Digital audio encoding
In fact, this or that digital form of representation of analog audio signals is already a coding method. – a sequence of numbers that describes an analog audio signal is itself a digital code.
However, the encoding that we are going to talk about now is something else. Now let’s look at the methods of encoding digital audio signals.
A digitized audio signal “in its pure form” (for example, in the form of one of the PCM variations discussed above) is a fairly accurate, but not the most compact, way of recording the original analog signal.

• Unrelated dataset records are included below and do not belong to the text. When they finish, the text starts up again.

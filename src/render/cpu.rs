use std::sync::Arc;

use crate::{
    assets::decode::DecodedImage,
    foundation::core::{Affine, BezPath, Point},
    foundation::error::{CoverError, CoverResult},
    render::{
        FrameRGBA, RenderBackend,
        plan::{DrawOp, RenderPlan},
    },
};

#[derive(Default)]
pub struct CpuBackend {
    image_cache: Option<(Arc<DecodedImage>, vello_cpu::Image)>,
}

impl std::fmt::Debug for CpuBackend {
    fn fmt(&self, f: &mut std::fmt::Formatter<'_>) -> std::fmt::Result {
        f.debug_struct("CpuBackend")
            .field("cached_image", &self.image_cache.is_some())
            .finish()
    }
}

impl CpuBackend {
    pub fn new() -> Self {
        Self::default()
    }

    fn image_paint_for(&mut self, img: &Arc<DecodedImage>) -> CoverResult<vello_cpu::Image> {
        if let Some((cached, paint)) = &self.image_cache
            && Arc::ptr_eq(cached, img)
        {
            return Ok(paint.clone());
        }

        let pixmap =
            image_premul_bytes_to_pixmap(img.rgba8_premul.as_slice(), img.width, img.height)?;
        let paint = vello_cpu::Image {
            image: vello_cpu::ImageSource::Pixmap(Arc::new(pixmap)),
            sampler: vello_cpu::peniko::ImageSampler::default(),
        };
        self.image_cache = Some((img.clone(), paint.clone()));
        Ok(paint)
    }
}

impl RenderBackend for CpuBackend {
    fn render_plan(&mut self, plan: &RenderPlan) -> CoverResult<FrameRGBA> {
        let width: u16 = plan
            .width
            .try_into()
            .map_err(|_| CoverError::render("surface width exceeds u16"))?;
        let height: u16 = plan
            .height
            .try_into()
            .map_err(|_| CoverError::render("surface height exceeds u16"))?;
        if width == 0 || height == 0 {
            return Err(CoverError::render("surface must be non-empty"));
        }

        let mut pixmap = vello_cpu::Pixmap::new(width, height);
        let mut ctx = vello_cpu::RenderContext::new(width, height);

        if let Some([r, g, b, a]) = plan.background {
            ctx.set_transform(vello_cpu::kurbo::Affine::IDENTITY);
            ctx.set_paint(vello_cpu::peniko::Color::from_rgba8(r, g, b, a));
            ctx.fill_rect(&vello_cpu::kurbo::Rect::new(
                0.0,
                0.0,
                f64::from(width),
                f64::from(height),
            ));
        }

        for op in &plan.ops {
            draw_op(self, &mut ctx, op)?;
        }
        ctx.flush();
        ctx.render_to_pixmap(&mut pixmap);

        Ok(FrameRGBA {
            width: plan.width,
            height: plan.height,
            data: pixmap.data_as_u8_slice().to_vec(),
            premultiplied: true,
        })
    }
}

fn draw_op(
    backend: &mut CpuBackend,
    ctx: &mut vello_cpu::RenderContext,
    op: &DrawOp,
) -> CoverResult<()> {
    ctx.set_paint_transform(vello_cpu::kurbo::Affine::IDENTITY);

    match op {
        DrawOp::Image {
            image,
            transform,
            clips,
        } => {
            let paint = backend.image_paint_for(image)?;

            if !clips.is_empty() {
                ctx.set_transform(vello_cpu::kurbo::Affine::IDENTITY);
                ctx.set_fill_rule(vello_cpu::peniko::Fill::EvenOdd);
                for clip in clips {
                    ctx.push_clip_layer(&bezpath_to_cpu(clip));
                }
                ctx.set_fill_rule(vello_cpu::peniko::Fill::NonZero);
            }

            ctx.set_transform(affine_to_cpu(*transform));
            ctx.set_paint(paint);
            ctx.fill_rect(&vello_cpu::kurbo::Rect::new(
                0.0,
                0.0,
                f64::from(image.width),
                f64::from(image.height),
            ));

            for _ in clips {
                ctx.pop_layer();
            }
            Ok(())
        }
        DrawOp::FillPath {
            path,
            transform,
            color,
        } => {
            ctx.set_transform(affine_to_cpu(*transform));
            ctx.set_paint(vello_cpu::peniko::Color::from_rgba8(
                color[0], color[1], color[2], color[3],
            ));
            ctx.fill_path(&bezpath_to_cpu(path));
            Ok(())
        }
    }
}

fn affine_to_cpu(a: Affine) -> vello_cpu::kurbo::Affine {
    vello_cpu::kurbo::Affine::new(a.as_coeffs())
}

fn point_to_cpu(p: Point) -> vello_cpu::kurbo::Point {
    vello_cpu::kurbo::Point::new(p.x, p.y)
}

fn bezpath_to_cpu(path: &BezPath) -> vello_cpu::kurbo::BezPath {
    use kurbo::PathEl;

    let mut out = vello_cpu::kurbo::BezPath::new();
    for &el in path.elements() {
        match el {
            PathEl::MoveTo(p) => out.move_to(point_to_cpu(p)),
            PathEl::LineTo(p) => out.line_to(point_to_cpu(p)),
            PathEl::QuadTo(p1, p2) => out.quad_to(point_to_cpu(p1), point_to_cpu(p2)),
            PathEl::CurveTo(p1, p2, p3) => {
                out.curve_to(point_to_cpu(p1), point_to_cpu(p2), point_to_cpu(p3));
            }
            PathEl::ClosePath => out.close_path(),
        }
    }
    out
}

fn image_premul_bytes_to_pixmap(
    rgba8_premul: &[u8],
    width: u32,
    height: u32,
) -> CoverResult<vello_cpu::Pixmap> {
    let w: u16 = width
        .try_into()
        .map_err(|_| CoverError::render("image width exceeds u16"))?;
    let h: u16 = height
        .try_into()
        .map_err(|_| CoverError::render("image height exceeds u16"))?;
    if rgba8_premul.len() != width as usize * height as usize * 4 {
        return Err(CoverError::render("decoded image byte length mismatch"));
    }

    let mut may_have_opacities = false;
    let mut pixels = Vec::with_capacity(width as usize * height as usize);
    for px in rgba8_premul.chunks_exact(4) {
        let a = px[3];
        may_have_opacities |= a != 255;
        pixels.push(vello_cpu::peniko::color::PremulRgba8 {
            r: px[0],
            g: px[1],
            b: px[2],
            a,
        });
    }

    Ok(vello_cpu::Pixmap::from_parts_with_opacity(
        pixels,
        w,
        h,
        may_have_opacities,
    ))
}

Judge for yourself. To obtain complete information about the original analog signal in the frequency range 0-20 kHz (in the audible frequency range), the analog signal must be sampled at a frequency of at least 40 kHz. Thus, the CD – DA standard (the standard for recording data on audio CDs familiar to all) establishes the following encoding parameters: recording of two or one channel in PCM format with a sampling frequency of 44.1 kHz and a depth 16-bit quantization bits. One hour of music in this format takes approximately 600 MB (60 minutes * 60 seconds * 2 channels * 44100 samples per second * 2 bytes per sample = approximately 605 MB). Considering that, for example, an ordinary music lover’s music collection may have 5000 tracks with an average length of about 3 minutes each, the amount of memory required to store it in its original digital form turns out to be very impressive. . Therefore, storing relatively large amounts of audio data, ensuring fairly good sound quality, requires the use of various “tricks” to compress the data.
In general, all existing methods for encoding audio information can be conditionally divided into only two types.
1. Lossless data compression (“Lossless encoding”) is a method of encoding (compacting) digital audio information, which enables one hundred percent recovery of the original data from the compressed stream (the term “data Original “here means the original form of the digitized audio data). This method of data compression is used in cases where one hundred percent absolute preservation of the quality of the original audio data is required. Lossless compression algorithms that exist today can reduce the volume of data occupied by 20-50% and at the same time guarantee a 100% recovery of the original digital material from the compressed data. The operating mechanisms of such encoders are similar to the operating mechanisms of general data archivers, such as ZIP or RAR, but at the same time they are specially adapted to compress audio data …. Lossless encoding While it is ideal in terms of preserving the quality of audio materials, it cannot provide a high level of compression.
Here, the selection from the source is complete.